Um dos destaques na atualização do Vocabulário Ortográfico da Língua Portuguesa (Volp), cuja sexta edição foi lançada pela Academia Brasileira de Letras (ABL) no final de julho, é a inclusão do vocábulo "feminicídio". Quis o destino que a qualificadora dos assassinatos de mulheres ganhasse esse peso oficial na língua pouco menos de um mês antes de o Espírito Santo testemunhar o julgamento dos acusados de um crime que se tornou a marca do feminicídio no Estado: a morte violenta da médica Milena Gottardi.
Pode parecer uma associação despropositada, mas não deixa de ser um encontro de cronologias. Foi em 9 de março de 2015 que o governo federal sancionou a chamada Lei do Feminicídio, que alterou o Código Penal para estabelecer o feminicídio como circunstância qualificadora do crime de homicídio. A nova legislação também modificou a Lei de Crimes Hediondos, incluindo o assassinato de mulheres por questões de gênero em seu rol.
Não é exagero dizer que, desde então, está em curso uma revolução semântica que teve um importante impacto cultural: está cada vez mais claro na cabeça das pessoas, embora tantas ainda teimem em não querer entender, por falta de oportunidade, preconceito ou pura preguiça, o que transforma um assassinato em um feminicídio.
É o contexto da relação da vítima com o seu algoz — e as circunstâncias de violência prévia —, que determina que uma mulher foi morta em função das relações de poder estabelecidas entre os gêneros. Não só entre marido e mulher, mas pai e filha, irmão e irmã...
Sendo assim, a trágica morte de Milena Gottardi, em 14 de setembro de 2017, ou pouco mais de dois anos após a entrada em vigor da Lei do Feminicídio, tornou-se um exemplo fidedigno daquilo que a nova legislação estabelecia.
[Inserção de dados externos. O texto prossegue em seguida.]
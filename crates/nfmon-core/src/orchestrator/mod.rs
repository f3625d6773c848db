//! Collector lifecycle orchestration
//!
//! Keeps exactly one fetch-and-reexpose collector alive for every running
//! component that classifies as a network function. Each reconcile pass
//! computes the required set from a topology snapshot, cancels collectors that
//! are no longer required, and starts the missing ones on free ports.
//! Collectors are never modified in place: any change is a stop plus a start.

mod classify;
mod scrape_config;

#[cfg(test)]
mod tests;

pub use classify::{NameClassifier, NfClassifier};
pub use scrape_config::{
    format_interval, render, sources, write_atomically, ScrapeSettings, ScrapeTarget,
};

use serde::Serialize;
use std::collections::{BTreeMap, HashMap, HashSet};
use std::sync::atomic::{AtomicBool, Ordering};
use std::sync::Arc;
use std::time::Duration;
use tokio::sync::{watch, RwLock};
use tokio::time::MissedTickBehavior;
use tokio_util::sync::CancellationToken;
use tracing::{debug, info, warn};

use crate::collector::{CollectorLauncher, CollectorRecord, CollectorSpec, RunningCollector};
use crate::health::{components, ComponentStatus, HealthRegistry};
use crate::models::{DeploymentType, NfType, Topology};
use crate::observability::{MonitorMetrics, StructuredLogger};
use crate::topology::TopologySource;

/// Network functions every 5G deployment is expected to run
const EXPECTED_NFS: [NfType; 3] = [NfType::Amf, NfType::Smf, NfType::Upf];

/// Orchestrator parameters
#[derive(Debug, Clone)]
pub struct OrchestratorSettings {
    /// Port the network functions serve their own metrics on (default: 9090)
    pub upstream_metrics_port: u16,
    /// Upper bound on waiting for stopped collectors to drain (default: 6 seconds)
    pub stop_grace: Duration,
    pub scrape: ScrapeSettings,
}

impl Default for OrchestratorSettings {
    fn default() -> Self {
        Self {
            upstream_metrics_port: 9090,
            stop_grace: Duration::from_secs(6),
            scrape: ScrapeSettings::default(),
        }
    }
}

/// What a reconcile pass changed
#[derive(Debug, Clone, Default, PartialEq, Eq, Serialize)]
pub struct ReconcileOutcome {
    pub started: Vec<String>,
    pub stopped: Vec<String>,
    /// Components whose collector could not be started; retried next pass
    pub failed: Vec<String>,
}

impl ReconcileOutcome {
    /// True when the set of live collectors changed
    pub fn changed(&self) -> bool {
        !self.started.is_empty() || !self.stopped.is_empty()
    }
}

/// A collector record plus the URLs it serves on
#[derive(Debug, Clone, Serialize)]
pub struct CollectorInfo {
    #[serde(flatten)]
    pub record: CollectorRecord,
    pub metrics_url: String,
    pub health_url: String,
    pub dashboard_url: String,
    pub raw_url: String,
}

/// Consolidated view of the orchestrator
#[derive(Debug, Clone, Serialize)]
pub struct OrchestratorStatus {
    pub deployment_type: DeploymentType,
    pub components_total: usize,
    pub components_running: usize,
    pub total_collectors: usize,
    pub healthy: usize,
    pub degraded: usize,
    pub unhealthy: usize,
    pub collectors: Vec<CollectorInfo>,
    pub issues: Vec<ValidationIssue>,
}
//! NF monitor - observability sidecar for a containerized mobile core
//!
//! Discovers the core's components, runs one fetch-and-reexpose collector per
//! network function, samples container resources and probes component health.

use anyhow::{Context, Result};
use nfmon_core::{
    collector::HttpCollectorLauncher,
    health::{components, HealthRegistry},
    observability::{MonitorMetrics, StructuredLogger},
    orchestrator::{NameClassifier, Orchestrator},
    prober::HealthProber,
    runtime::{ContainerRuntime, DockerRuntime},
    sampler::ResourceSampler,
    topology::{FileTopologySource, RuntimeTopologySource, TopologySource},
};
use std::sync::Arc;
use std::time::Duration;
use tokio::sync::watch;
use tokio_util::sync::CancellationToken;
use tracing::{info, warn};
use tracing_subscriber::{fmt, prelude::*, EnvFilter};

mod api;
mod config;

const MONITOR_VERSION: &str = env!("CARGO_PKG_VERSION");

#[tokio::main]
async fn main() -> Result<()> {
    // Initialize tracing with JSON output and env filter
    tracing_subscriber::registry()
        .with(EnvFilter::try_from_default_env().unwrap_or_else(|_| EnvFilter::new("info")))
        .with(fmt::layer().json())
        .init();

    info!("Starting nfmon");

    let config = config::AgentConfig::load()?;
    info!(
        instance = %config.instance,
        api_port = config.api_port,
        topology_file = ?config.topology_file,
        "Monitor configured"
    );

    let health_registry = HealthRegistry::new();
    health_registry.register(components::ORCHESTRATOR).await;
    health_registry.register(components::TOPOLOGY).await;
    health_registry.register(components::RESOURCE_SAMPLER).await;
    health_registry.register(components::HEALTH_PROBER).await;

    let metrics = MonitorMetrics::new();
    let logger = StructuredLogger::new(&config.instance);
    let root = CancellationToken::new();

    // A static topology file makes the container runtime optional
    let runtime: Option<Arc<dyn ContainerRuntime>> = match DockerRuntime::connect().await {
        Ok(runtime) => Some(Arc::new(runtime)),
        Err(e) if config.topology_file.is_some() => {
            warn!(error = %e, "Container runtime unavailable, resource sampling disabled");
            None
        }
        Err(e) => return Err(e).context("Failed to connect to the container runtime"),
    };

    let source: Arc<dyn TopologySource> = match (&config.topology_file, &runtime) {
        (Some(path), _) => Arc::new(FileTopologySource::new(path)),
        (None, Some(runtime)) => Arc::new(
            RuntimeTopologySource::new(runtime.clone()).with_image_filter(config.image_markers()),
        ),
        (None, None) => anyhow::bail!("No topology source available"),
    };

    let initial = Arc::new(
        source
            .snapshot()
            .await
            .context("Failed to read the initial topology")?,
    );
    info!(
        components = initial.len(),
        deployment_type = %initial.deployment_type,
        "Initial topology loaded"
    );
    let (topology_tx, topology_rx) = watch::channel(initial.clone());

    let orchestrator = Arc::new(Orchestrator::new(
        Arc::new(HttpCollectorLauncher::new(
            config.collector_settings(),
            metrics.clone(),
        )),
        Arc::new(NameClassifier),
        config.orchestrator_settings(),
        root.clone(),
        metrics.clone(),
        logger.clone(),
    ));

    let outcome = orchestrator.reconcile(initial.clone()).await;
    if !outcome.failed.is_empty() {
        health_registry
            .set_degraded(
                components::ORCHESTRATOR,
                format!("failed to start collectors: {}", outcome.failed.join(", ")),
            )
            .await;
    }

    let mut tasks = Vec::new();

    tasks.push(tokio::spawn(orchestrator.clone().run(
        source,
        config.discovery_interval(),
        topology_tx,
        health_registry.clone(),
        root.child_token(),
    )));

    match &runtime {
        Some(runtime) => {
            let sampler = ResourceSampler::new(
                runtime.clone(),
                topology_rx.clone(),
                config.sampler_settings(),
                metrics.clone(),
            );
            tasks.push(
                sampler
                    .spawn(root.child_token(), health_registry.clone())
                    .await
                    .context("Failed to start resource sampler")?,
            );
        }
        None => {
            health_registry
                .set_degraded(components::RESOURCE_SAMPLER, "container runtime unavailable")
                .await;
        }
    }

    let prober = HealthProber::new(topology_rx, config.prober_settings(), metrics.clone())
        .context("Failed to create health prober")?;
    tasks.push(
        prober
            .spawn(root.child_token(), health_registry.clone())
            .await
            .context("Failed to start health prober")?,
    );

    let app_state = Arc::new(api::AppState::new(
        health_registry.clone(),
        metrics.clone(),
        orchestrator.clone(),
    ));
    let api_token = root.child_token();
    let grace = config.shutdown_grace();
    let api_port = config.api_port;
    tasks.push(tokio::spawn(async move {
        if let Err(e) = api::serve(api_port, app_state, api_token, grace).await {
            warn!(error = %e, "API server exited with error");
        }
    }));

    health_registry.set_ready(true).await;
    logger.log_startup(MONITOR_VERSION, initial.len());

    let reason = shutdown_signal().await?;
    logger.log_shutdown(reason);
    health_registry.set_ready(false).await;

    root.cancel();
    orchestrator.shutdown().await;

    let drain = futures::future::join_all(tasks);
    if tokio::time::timeout(grace + Duration::from_secs(1), drain)
        .await
        .is_err()
    {
        warn!("Background tasks did not stop within grace period");
    }

    info!("Shutdown complete");
    Ok(())
}

/// Wait for SIGINT or, on unix, SIGTERM
async fn shutdown_signal() -> Result<&'static str> {
    #[cfg(unix)]
    {
        use tokio::signal::unix::{signal, SignalKind};

        let mut terminate =
            signal(SignalKind::terminate()).context("Failed to install SIGTERM handler")?;
        tokio::select! {
            result = tokio::signal::ctrl_c() => {
                result.context("Failed to listen for SIGINT")?;
                Ok("SIGINT received")
            }
            _ = terminate.recv() => Ok("SIGTERM received"),
        }
    }

    #[cfg(not(unix))]
    {
        tokio::signal::ctrl_c()
            .await
            .context("Failed to listen for ctrl-c")?;
        Ok("SIGINT received")
    }
}
//! Prometheus text exposition: parsing upstream payloads and encoding our own

mod encode;
mod parser;

pub use encode::{encode_text, FamilyBuilder, TEXT_CONTENT_TYPE};
pub use parser::{
    format_labels, parse, parse_labels, Labels, MetricKind, ParseError, ParsedMetric,
    DEFAULT_HELP,
};
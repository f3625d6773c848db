use axum::{
    extract::State,
    http::{header, StatusCode},
    response::{IntoResponse, Response},
    routing::get,
    Json, Router,
};
use prometheus::proto::MetricFamily;
use serde::Serialize;
use serde_json::json;
use std::collections::BTreeMap;
use std::sync::Arc;
use std::time::Duration;
use tokio::sync::watch;
use tracing::warn;

use super::{ComponentHealth, HealthCache, HealthStatus, HealthSummary};
use crate::exposition::{encode_text, FamilyBuilder, TEXT_CONTENT_TYPE};
use crate::models::Topology;

#[derive(Clone)]
pub(crate) struct ProberState {
    pub cache: HealthCache,
    pub topology: watch::Receiver<Arc<Topology>>,
    pub interval: Duration,
}

pub(crate) fn router(state: ProberState) -> Router {
    Router::new()
        .route("/health/metrics", get(health_metrics))
        .route("/health/status", get(health_status))
        .route("/health", get(prober_health))
        .with_state(state)
}

fn snapshot(cache: &HealthCache) -> Vec<ComponentHealth> {
    let mut entries: Vec<ComponentHealth> = cache.iter().map(|e| e.value().clone()).collect();
    entries.sort_by(|a, b| a.name.cmp(&b.name));
    entries
}

pub(crate) fn families(entries: &[ComponentHealth], topology: &Topology) -> Vec<MetricFamily> {
    let mut status = FamilyBuilder::gauge(
        "component_health_status",
        "Component health status (1=up, 0=down)",
    );
    let mut response_time = FamilyBuilder::gauge(
        "component_health_response_time",
        "Component health check response time in milliseconds",
    );
    let mut success_rate = FamilyBuilder::gauge(
        "component_health_success_rate",
        "Component health check success rate percentage",
    );
    let mut failures = FamilyBuilder::gauge(
        "component_health_consecutive_failures",
        "Number of consecutive health check failures",
    );
    let mut total = FamilyBuilder::counter(
        "component_health_total_checks",
        "Total number of health checks performed",
    );

    // unknown components were never probed
    for health in entries.iter().filter(|h| h.total_checks > 0) {
        let mut labels = vec![
            ("component_name", health.name.clone()),
            ("component_id", health.component_id.clone()),
            (
                "check_type",
                health
                    .check_type
                    .map(|c| c.to_string())
                    .unwrap_or_default(),
            ),
            ("endpoint", health.endpoint.clone()),
        ];
        if let Some(component) = topology.get(&health.component_id) {
            labels.push(("component_type", component.component_type.clone()));
            labels.push(("deployment_type", topology.deployment_type.to_string()));
        }

        let up = if health.status == HealthStatus::Up { 1.0 } else { 0.0 };
        status.sample(&labels, up);
        response_time.sample(&labels, health.response_time_ms);
        success_rate.sample(&labels, health.success_rate);
        failures.sample(&labels, f64::from(health.consecutive_failures));
        total.sample(&labels, health.total_checks as f64);
    }

    [status, response_time, success_rate, failures, total]
        .into_iter()
        .filter_map(FamilyBuilder::build)
        .collect()
}

async fn health_metrics(State(state): State<ProberState>) -> Response {
    let topology = state.topology.borrow().clone();
    let entries = snapshot(&state.cache);

    match encode_text(&families(&entries, &topology)) {
        Ok(body) => ([(header::CONTENT_TYPE, TEXT_CONTENT_TYPE)], body).into_response(),
        Err(e) => {
            warn!(error = %e, "Failed to encode health metrics");
            (StatusCode::INTERNAL_SERVER_ERROR, e.to_string()).into_response()
        }
    }
}

#[derive(Serialize)]
struct StatusBody {
    timestamp: i64,
    components: BTreeMap<String, ComponentHealth>,
    summary: HealthSummary,
}

async fn health_status(State(state): State<ProberState>) -> Json<StatusBody> {
    let entries = snapshot(&state.cache);
    let summary = HealthSummary::compute(&entries);

    Json(StatusBody {
        timestamp: chrono::Utc::now().timestamp(),
        components: entries
            .into_iter()
            .map(|h| (h.component_id.clone(), h))
            .collect(),
        summary,
    })
}

async fn prober_health(State(state): State<ProberState>) -> Json<serde_json::Value> {
    Json(json!({
        "status": "healthy",
        "timestamp": chrono::Utc::now().timestamp(),
        "components_monitored": state.cache.len(),
        "check_interval_seconds": state.interval.as_secs_f64(),
    }))
}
Com as investigações, ficou simples entender, na prática, o que seria um feminicídio: Milena queria o divórcio de Hilário Frasson, então policial civil, mas se encontrou em um beco sem saída diante de um ex-marido possessivo, com dificuldade em aceitar o fim da relação, segundo a denúncia.
A médica não foi a primeira e, infelizmente, não será a última mulher a perder a vida por lutar por sua autonomia, um direito de qualquer pessoa. Mas as circunstâncias que levaram ao seu assassinato, cometido por uma terceira pessoa, são bastante didáticas para a compreensão desse crime. Milena foi uma vítima, mas seu fim trágico pode servir de exemplo, salvando tantas outras mulheres em situações análogas.
A carta registrada na qual desabafa sobre a relação abusiva com o então ex-marido tem um valor simbólico para todas as mulheres que já sofreram algum tipo de violência. Milena estava sob ameaça, temia pela vida das filhas, vivia uma agonia. “Ele me fez refém, refém dentro de casa", disse ela em um áudio gravado em seu apartamento, quando os sogros foram ao local tentar reverter a separação. Um relato do desespero.
Há tantas outras Milenas, neste momento, gritando silenciosamente por socorro. Em 2020, ano em que o isolamento social provocado pela pandemia aumentou o terror doméstico, o Brasil contabilizou 1.350 casos de feminicídio, um a cada seis horas e meia, segundo o Fórum Brasileiro de Segurança Pública. O mesmo levantamento registrou 26 casos somente no Espírito Santo, também no ano passado.
O júri popular, nesta segunda-feira (23), não vai ser aberto ao público, em função da crise sanitária. A previsão é de que o julgamento dos seis réus apontados como responsáveis pelo assassinato da médica dure uma semana, o que dá a dimensão desse caso. O papel de cada um deles na execução do crime será exposto, com direito à ampla defesa.
O caso Milena levou quase quatro anos para ir a julgamento. Um pesadelo para a família que terá uma conclusão, embora não aplaque a dor e a saudade. Em tantos outros casos a demora para se fazer justiça pode ser ainda maior. A morte de Milena teve repercussão por, ao que tudo indica (e o julgamento vai ajudar a esclarecer), ter sido uma trama forjada para mascarar as reais motivações do crime. Mas não é mais ou menos relevante do que as dezenas de mulheres que morrem todo ano no Espírito Santo em situações de violência doméstica, em crimes planejados ou não.
O júri do caso Milena tem tudo para ensinar ao público ainda mais o significado de um feminicídio, a tragédia familiar e social decorrente dessa palavra que, quanto mais bem compreendida por todos, mais pode ajudar a enfraquecer o machismo, esse mal estrutural que não para de ferir e matar mulheres. É hora de fazer justiça por Milena Gottardi.